//! Daily dedup guard — has this submitter already voted today?
//!
//! This is the read-side check used to answer `GET /sentiment/check` and to
//! reject obvious repeats early. The store's unique (submitter, day)
//! constraint stays authoritative for concurrent submissions.

use chrono::{DateTime, Utc};

use crate::{clock::start_of_utc_day, identity::SubmitterIdentity, store::VoteStore};

/// `true` if `submitter` has a vote at or after midnight UTC of `now`'s day.
pub async fn has_voted_today<S>(
  store: &S,
  submitter: &SubmitterIdentity,
  now: DateTime<Utc>,
) -> Result<bool, S::Error>
where
  S: VoteStore,
{
  let since = start_of_utc_day(now);
  Ok(store.find_by_identity_since(submitter, since).await?.is_some())
}

#[cfg(test)]
mod tests {
  use std::sync::Arc;

  use chrono::Duration;

  use super::*;
  use crate::{
    clock::{Clock, ManualClock},
    memory::MemoryStore,
    vote::{NewVote, Progress},
  };

  fn clock() -> Arc<ManualClock> {
    Arc::new(ManualClock::new(
      DateTime::parse_from_rfc3339("2024-06-01T10:00:00Z").unwrap().to_utc(),
    ))
  }

  #[tokio::test]
  async fn voter_is_flagged_until_midnight() {
    let clock = clock();
    let store = MemoryStore::new(clock.clone());
    let alice = SubmitterIdentity::new("203.0.113.1");
    let bob = SubmitterIdentity::new("203.0.113.2");

    store
      .create(NewVote::new(Progress::new(40).unwrap(), alice.clone()))
      .await
      .unwrap();

    assert!(has_voted_today(&store, &alice, clock.now()).await.unwrap());
    assert!(!has_voted_today(&store, &bob, clock.now()).await.unwrap());

    clock.advance(Duration::hours(14));
    assert!(!has_voted_today(&store, &alice, clock.now()).await.unwrap());
  }
}
//! Injected wall clock and UTC day arithmetic.
//!
//! Every day boundary in the service is UTC midnight: the dedup guard, the
//! store's one-vote-per-day constraint and the today/yesterday split all go
//! through [`start_of_utc_day`].

use std::sync::Mutex;

use chrono::{DateTime, Duration, NaiveDate, TimeZone as _, Utc};

/// Source of "now". Handlers and stores never call `Utc::now()` directly.
pub trait Clock: Send + Sync {
  fn now(&self) -> DateTime<Utc>;
}

/// The real wall clock.
#[derive(Debug, Clone, Copy, Default)]
pub struct SystemClock;

impl Clock for SystemClock {
  fn now(&self) -> DateTime<Utc> { Utc::now() }
}

/// A clock that only moves when told to.
#[derive(Debug)]
pub struct ManualClock {
  now: Mutex<DateTime<Utc>>,
}

impl ManualClock {
  pub fn new(now: DateTime<Utc>) -> Self { Self { now: Mutex::new(now) } }

  pub fn set(&self, now: DateTime<Utc>) {
    *self.now.lock().unwrap_or_else(|e| e.into_inner()) = now;
  }

  pub fn advance(&self, by: Duration) {
    let mut guard = self.now.lock().unwrap_or_else(|e| e.into_inner());
    *guard += by;
  }
}

impl Clock for ManualClock {
  fn now(&self) -> DateTime<Utc> {
    *self.now.lock().unwrap_or_else(|e| e.into_inner())
  }
}

// ─── Day boundaries ──────────────────────────────────────────────────────────

/// The UTC calendar date containing `at`.
pub fn utc_day(at: DateTime<Utc>) -> NaiveDate { at.date_naive() }

/// Midnight UTC at the start of `day`.
pub fn midnight(day: NaiveDate) -> DateTime<Utc> {
  Utc.from_utc_datetime(&day.and_time(chrono::NaiveTime::MIN))
}

/// Truncate `at` to midnight UTC of the same day.
pub fn start_of_utc_day(at: DateTime<Utc>) -> DateTime<Utc> { midnight(utc_day(at)) }

/// The `[yesterday, today, ∞)` boundaries relative to `now`.
#[derive(Debug, Clone, Copy, PartialEq, Eq)]
pub struct DayWindow {
  pub start_of_yesterday: DateTime<Utc>,
  pub start_of_today:     DateTime<Utc>,
}

impl DayWindow {
  pub fn around(now: DateTime<Utc>) -> Self {
    let start_of_today = start_of_utc_day(now);
    Self {
      start_of_yesterday: start_of_today - Duration::days(1),
      start_of_today,
    }
  }
}
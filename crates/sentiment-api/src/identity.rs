//! Extractor for the submitter identity.

use std::convert::Infallible;

use axum::{extract::FromRequestParts, http::request::Parts};
use sentiment_core::identity::SubmitterIdentity;

pub const FORWARDED_FOR: &str = "x-forwarded-for";

/// The caller's identity, taken from `X-Forwarded-For`. Never rejects: a
/// missing header resolves to the loopback sentinel.
pub struct Submitter(pub SubmitterIdentity);

impl<S> FromRequestParts<S> for Submitter
where
  S: Send + Sync,
{
  type Rejection = Infallible;

  async fn from_request_parts(parts: &mut Parts, _state: &S) -> Result<Self, Self::Rejection> {
    let header = parts
      .headers
      .get(FORWARDED_FOR)
      .and_then(|v| v.to_str().ok());
    Ok(Submitter(SubmitterIdentity::from_forwarded_for(header)))
  }
}
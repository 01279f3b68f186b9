//! Handlers for `/sentiment` endpoints.
//!
//! | Method | Path | Notes |
//! |--------|------|-------|
//! | `POST` | `/sentiment` | Body: `{"progress": 0..=100}`; one vote per submitter per UTC day |
//! | `GET`  | `/sentiment` | Today's and yesterday's votes, oldest first |
//! | `GET`  | `/sentiment/check` | Whether the caller already voted today |
//! | `GET`  | `/sentiment/summary` | Most-voted phases, trend and distribution |

use axum::{
  Json,
  extract::{State, rejection::JsonRejection},
};
use chrono::{DateTime, Utc};
use sentiment_core::{
  aggregate::{DailySummary, votes_by_day},
  clock::Clock as _,
  guard::has_voted_today,
  store::VoteStore,
  vote::{CastOutcome, NewVote, Progress, Vote},
};
use serde::{Deserialize, Serialize};

use crate::{AppState, error::ApiError, identity::Submitter};

// ─── Cast ─────────────────────────────────────────────────────────────────────

/// JSON body accepted by `POST /sentiment`.
#[derive(Debug, Deserialize)]
pub struct CastBody {
  pub progress: f64,
}

/// `POST /sentiment` — returns the stored vote without its submitter.
pub async fn cast<S>(
  State(state): State<AppState<S>>,
  Submitter(submitter): Submitter,
  body: Result<Json<CastBody>, JsonRejection>,
) -> Result<Json<Vote>, ApiError>
where
  S: VoteStore,
{
  let Json(body) = body.map_err(|rejection| {
    tracing::warn!(operation = "cast_vote", error = %rejection, "malformed vote body");
    ApiError::Validation(rejection.body_text())
  })?;

  let progress = Progress::try_from(body.progress).map_err(|e| {
    tracing::warn!(operation = "cast_vote", error = %e, "invalid progress");
    ApiError::Validation(e.to_string())
  })?;

  let now = state.clock.now();
  let fingerprint = submitter.fingerprint();

  if has_voted_today(&*state.store, &submitter, now)
    .await
    .map_err(|e| ApiError::store("check vote status", e))?
  {
    tracing::warn!(operation = "cast_vote", submitter = %fingerprint, "already voted today");
    return Err(ApiError::DuplicateVote);
  }

  match state
    .store
    .create(NewVote::new(progress, submitter))
    .await
    .map_err(|e| ApiError::store("save sentiment", e))?
  {
    CastOutcome::Recorded(vote) => {
      tracing::info!(
        operation = "cast_vote",
        submitter = %fingerprint,
        progress = vote.progress.get(),
        "vote recorded"
      );
      Ok(Json(vote))
    }
    // Lost a race with a concurrent request from the same submitter.
    CastOutcome::AlreadyVoted => {
      tracing::warn!(operation = "cast_vote", submitter = %fingerprint, "already voted today");
      Err(ApiError::DuplicateVote)
    }
  }
}

// ─── List ─────────────────────────────────────────────────────────────────────

/// A vote as readers see it.
#[derive(Debug, Serialize)]
#[serde(rename_all = "camelCase")]
pub struct VoteView {
  pub progress:   Progress,
  pub created_at: DateTime<Utc>,
}

impl From<Vote> for VoteView {
  fn from(v: Vote) -> Self {
    VoteView { progress: v.progress, created_at: v.created_at }
  }
}

#[derive(Debug, Serialize)]
pub struct DailyVotesView {
  pub today:     Vec<VoteView>,
  pub yesterday: Vec<VoteView>,
}

/// `GET /sentiment`
pub async fn list<S>(State(state): State<AppState<S>>) -> Result<Json<DailyVotesView>, ApiError>
where
  S: VoteStore,
{
  let daily = votes_by_day(&*state.store, state.clock.now())
    .await
    .map_err(|e| ApiError::store("fetch sentiments", e))?;

  Ok(Json(DailyVotesView {
    today:     daily.today.into_iter().map(VoteView::from).collect(),
    yesterday: daily.yesterday.into_iter().map(VoteView::from).collect(),
  }))
}

// ─── Check ────────────────────────────────────────────────────────────────────

#[derive(Debug, Serialize)]
#[serde(rename_all = "camelCase")]
pub struct CheckResponse {
  pub has_voted: bool,
}

/// `GET /sentiment/check`
pub async fn check<S>(
  State(state): State<AppState<S>>,
  Submitter(submitter): Submitter,
) -> Result<Json<CheckResponse>, ApiError>
where
  S: VoteStore,
{
  let has_voted = has_voted_today(&*state.store, &submitter, state.clock.now())
    .await
    .map_err(|e| ApiError::store("check vote status", e))?;
  Ok(Json(CheckResponse { has_voted }))
}

// ─── Summary ──────────────────────────────────────────────────────────────────

/// `GET /sentiment/summary`
pub async fn summary<S>(State(state): State<AppState<S>>) -> Result<Json<DailySummary>, ApiError>
where
  S: VoteStore,
{
  let daily = votes_by_day(&*state.store, state.clock.now())
    .await
    .map_err(|e| ApiError::store("summarise sentiments", e))?;
  Ok(Json(DailySummary::from_votes(&daily)))
}
//! Handler for `GET /phases` — the partition clients should render with.

use axum::Json;
use sentiment_core::phase::{BANDS, Mood, Phase};
use serde::Serialize;

#[derive(Debug, Serialize)]
pub struct PhaseInfo {
  pub phase:   Phase,
  /// Rank used for trend comparison; higher is more optimistic.
  pub index:   usize,
  pub min:     u8,
  pub max:     u8,
  pub mood:    Mood,
  pub caption: &'static str,
}

/// `GET /phases`
pub async fn catalogue() -> Json<Vec<PhaseInfo>> {
  Json(
    BANDS
      .iter()
      .map(|b| PhaseInfo {
        phase:   b.phase,
        index:   b.phase.index(),
        min:     b.min,
        max:     b.max,
        mood:    b.phase.mood(),
        caption: b.phase.caption(),
      })
      .collect(),
  )
}
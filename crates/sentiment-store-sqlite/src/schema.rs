//! SQL schema for the sentiment SQLite store.
//!
//! Executed once at connection startup. Future migrations will be gated on
//! `PRAGMA user_version`.

/// Full schema DDL; idempotent thanks to `CREATE ... IF NOT EXISTS`.
pub const SCHEMA: &str = "
PRAGMA journal_mode = WAL;

-- Votes are append-only from the request path.
-- Rows are removed only by offline maintenance (`purge`).
CREATE TABLE IF NOT EXISTS votes (
    vote_id          TEXT PRIMARY KEY,
    progress         INTEGER NOT NULL CHECK (progress BETWEEN 0 AND 100),
    submitter_digest TEXT NOT NULL,   -- hex SHA-256 of the submitter identity
    created_at       TEXT NOT NULL,   -- RFC 3339 UTC, fixed width; server-assigned
    vote_day         TEXT NOT NULL,   -- UTC calendar date of created_at
    UNIQUE (submitter_digest, vote_day)
);

CREATE INDEX IF NOT EXISTS votes_created_idx ON votes(created_at);

PRAGMA user_version = 1;
";
//! In-memory [`VoteStore`] test double.

use std::{convert::Infallible, sync::{Arc, Mutex}};

use chrono::{DateTime, Utc};
use uuid::Uuid;

use crate::{
  clock::{Clock, utc_day},
  identity::SubmitterIdentity,
  store::VoteStore,
  vote::{CastOutcome, NewVote, Vote},
};

pub struct MemoryStore {
  votes: Mutex<Vec<Vote>>,
  clock: Arc<dyn Clock>,
}

impl MemoryStore {
  pub fn new(clock: Arc<dyn Clock>) -> Self {
    Self { votes: Mutex::new(Vec::new()), clock }
  }
}

impl VoteStore for MemoryStore {
  type Error = Infallible;

  async fn create(&self, input: NewVote) -> Result<CastOutcome, Infallible> {
    let now = self.clock.now();
    let digest = input.submitter.digest();
    let mut votes = self.votes.lock().unwrap();
    if votes
      .iter()
      .any(|v| v.submitter_digest == digest && utc_day(v.created_at) == utc_day(now))
    {
      return Ok(CastOutcome::AlreadyVoted);
    }
    let vote = Vote {
      id:               Uuid::new_v4(),
      progress:         input.progress,
      submitter_digest: digest,
      created_at:       now,
    };
    votes.push(vote.clone());
    Ok(CastOutcome::Recorded(vote))
  }

  async fn find_by_identity_since(
    &self,
    submitter: &SubmitterIdentity,
    since: DateTime<Utc>,
  ) -> Result<Option<Vote>, Infallible> {
    let digest = submitter.digest();
    let votes = self.votes.lock().unwrap();
    Ok(
      votes
        .iter()
        .filter(|v| v.submitter_digest == digest && v.created_at >= since)
        .max_by_key(|v| v.created_at)
        .cloned(),
    )
  }

  async fn list_in_range(
    &self,
    start: DateTime<Utc>,
    end: Option<DateTime<Utc>>,
  ) -> Result<Vec<Vote>, Infallible> {
    let votes = self.votes.lock().unwrap();
    let mut out: Vec<Vote> = votes
      .iter()
      .filter(|v| v.created_at >= start && end.is_none_or(|e| v.created_at < e))
      .cloned()
      .collect();
    out.sort_by_key(|v| v.created_at);
    Ok(out)
  }

  async fn delete_before(&self, cutoff: DateTime<Utc>) -> Result<usize, Infallible> {
    let mut votes = self.votes.lock().unwrap();
    let before = votes.len();
    votes.retain(|v| v.created_at >= cutoff);
    Ok(before - votes.len())
  }
}
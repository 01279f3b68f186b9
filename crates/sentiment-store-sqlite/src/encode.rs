//! Encoding and decoding helpers between domain types and the plain-text
//! representations stored in SQLite columns.
//!
//! Timestamps are stored as RFC 3339 strings with a fixed microsecond width
//! and a `Z` suffix, so lexical order equals chronological order and range
//! filters can compare strings. UUIDs are stored as hyphenated lowercase
//! strings.

use chrono::{DateTime, NaiveDate, SecondsFormat, Utc};
use sentiment_core::vote::{Progress, Vote};
use uuid::Uuid;

use crate::{Error, Result};

// ─── Uuid ─────────────────────────────────────────────────────────────────────

pub fn encode_uuid(id: Uuid) -> String { id.hyphenated().to_string() }

pub fn decode_uuid(s: &str) -> Result<Uuid> { Ok(Uuid::parse_str(s)?) }

// ─── DateTime<Utc> ────────────────────────────────────────────────────────────

pub fn encode_dt(dt: DateTime<Utc>) -> String {
  dt.to_rfc3339_opts(SecondsFormat::Micros, true)
}

pub fn decode_dt(s: &str) -> Result<DateTime<Utc>> {
  DateTime::parse_from_rfc3339(s)
    .map(|dt| dt.with_timezone(&Utc))
    .map_err(|e| Error::DateParse(e.to_string()))
}

pub fn encode_day(day: NaiveDate) -> String { day.format("%Y-%m-%d").to_string() }

// ─── Progress ─────────────────────────────────────────────────────────────────

pub fn decode_progress(v: i64) -> Result<Progress> {
  let byte = u8::try_from(v)
    .map_err(|_| sentiment_core::Error::ProgressOutOfRange(v as f64))?;
  Ok(Progress::new(byte)?)
}

// ─── Row types ───────────────────────────────────────────────────────────────

/// Raw values read directly from a `votes` row.
pub struct RawVote {
  pub vote_id:          String,
  pub progress:         i64,
  pub submitter_digest: String,
  pub created_at:       String,
}

impl RawVote {
  pub fn from_row(row: &rusqlite::Row<'_>) -> rusqlite::Result<Self> {
    Ok(Self {
      vote_id:          row.get(0)?,
      progress:         row.get(1)?,
      submitter_digest: row.get(2)?,
      created_at:       row.get(3)?,
    })
  }

  pub fn into_vote(self) -> Result<Vote> {
    Ok(Vote {
      id:               decode_uuid(&self.vote_id)?,
      progress:         decode_progress(self.progress)?,
      submitter_digest: self.submitter_digest,
      created_at:       decode_dt(&self.created_at)?,
    })
  }
}
//! Server wiring for the sentiment voting service: configuration, the HTTP
//! application, and the offline maintenance commands.

use std::path::{Path, PathBuf};

use anyhow::Context as _;
use axum::Router;
use chrono::NaiveDate;
use rand_core::{OsRng, RngCore as _};
use sentiment_api::AppState;
use sentiment_core::{
  clock::midnight,
  identity::SubmitterIdentity,
  store::VoteStore,
  vote::{CastOutcome, NewVote, Progress},
};
use serde::Deserialize;
use tower_http::trace::TraceLayer;

// ─── Configuration ────────────────────────────────────────────────────────────

/// Runtime server configuration, deserialised from `config.toml` and
/// `SENTIMENT_*` environment variables.
#[derive(Debug, Deserialize, Clone)]
pub struct ServerConfig {
  pub host:       String,
  pub port:       u16,
  pub store_path: PathBuf,
}

impl ServerConfig {
  /// Layer defaults, the optional TOML file at `path`, then the environment.
  pub fn load(path: &Path) -> anyhow::Result<Self> {
    let settings = config::Config::builder()
      .set_default("host", "0.0.0.0")?
      .set_default("port", 3000)?
      .set_default("store_path", "sentiment.sqlite3")?
      .add_source(config::File::from(path.to_path_buf()).required(false))
      .add_source(config::Environment::with_prefix("SENTIMENT"))
      .build()
      .context("failed to read config file")?;

    let mut cfg: ServerConfig = settings
      .try_deserialize()
      .context("failed to deserialise ServerConfig")?;
    cfg.store_path = expand_tilde(&cfg.store_path);
    Ok(cfg)
  }

  pub fn address(&self) -> String { format!("{}:{}", self.host, self.port) }
}

/// Expand a leading `~` to the user's home directory.
pub fn expand_tilde(path: &Path) -> PathBuf {
  let s = path.to_string_lossy();
  if let Some(rest) = s.strip_prefix("~/")
    && let Ok(home) = std::env::var("HOME")
  {
    return PathBuf::from(home).join(rest);
  }
  path.to_path_buf()
}

// ─── Application ──────────────────────────────────────────────────────────────

/// The full HTTP application: the JSON API under `/api`, with request tracing.
pub fn app<S>(state: AppState<S>) -> Router
where
  S: VoteStore + 'static,
{
  Router::new()
    .nest("/api", sentiment_api::api_router(state))
    .layer(TraceLayer::new_for_http())
}

// ─── Maintenance ──────────────────────────────────────────────────────────────

/// Parameters for [`seed`].
#[derive(Debug, Clone, Copy)]
pub struct SeedOptions {
  pub count:  usize,
  pub center: u8,
  pub spread: u8,
}

impl Default for SeedOptions {
  fn default() -> Self { Self { count: 97, center: 50, spread: 15 } }
}

/// Insert `count` synthetic votes spread uniformly over `center ± spread`,
/// clamped to `0..=100`. Each vote gets its own throwaway identity.
///
/// Returns the number of votes recorded.
pub async fn seed<S>(store: &S, opts: SeedOptions) -> Result<usize, S::Error>
where
  S: VoteStore,
{
  let width = 2 * u32::from(opts.spread) + 1;
  let mut recorded = 0;

  for _ in 0..opts.count {
    let offset = i64::from(OsRng.next_u32() % width) - i64::from(opts.spread);
    let progress = Progress::saturating(i64::from(opts.center) + offset);
    let submitter = SubmitterIdentity::new(format!("seed_{}", uuid::Uuid::new_v4()));

    if let CastOutcome::Recorded(_) = store.create(NewVote::new(progress, submitter)).await? {
      recorded += 1;
    }
  }

  tracing::info!(requested = opts.count, recorded, "seeded votes");
  Ok(recorded)
}

/// Delete every vote cast before midnight UTC at the start of `before`.
pub async fn purge<S>(store: &S, before: NaiveDate) -> Result<usize, S::Error>
where
  S: VoteStore,
{
  let cutoff = midnight(before);
  let removed = store.delete_before(cutoff).await?;
  tracing::info!(%cutoff, removed, "purged votes");
  Ok(removed)
}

◆ The task: What you output must be the lines from the opening of the material above up to and including the line with "fn clock() ->", reproduced exactly.

◆ Result:
//! Daily dedup guard — has this submitter already voted today?
//!
//! This is the read-side check used to answer `GET /sentiment/check` and to
//! reject obvious repeats early. The store's unique (submitter, day)
//! constraint stays authoritative for concurrent submissions.

use chrono::{DateTime, Utc};

use crate::{clock::start_of_utc_day, identity::SubmitterIdentity, store::VoteStore};

/// `true` if `submitter` has a vote at or after midnight UTC of `now`'s day.
pub async fn has_voted_today<S>(
  store: &S,
  submitter: &SubmitterIdentity,
  now: DateTime<Utc>,
) -> Result<bool, S::Error>
where
  S: VoteStore,
{
  let since = start_of_utc_day(now);
  Ok(store.find_by_identity_since(submitter, since).await?.is_some())
}

#[cfg(test)]
mod tests {
  use std::sync::Arc;

  use chrono::Duration;

  use super::*;
  use crate::{
    clock::{Clock, ManualClock},
    memory::MemoryStore,
    vote::{NewVote, Progress},
  };

  fn clock() -> Arc<ManualClock> {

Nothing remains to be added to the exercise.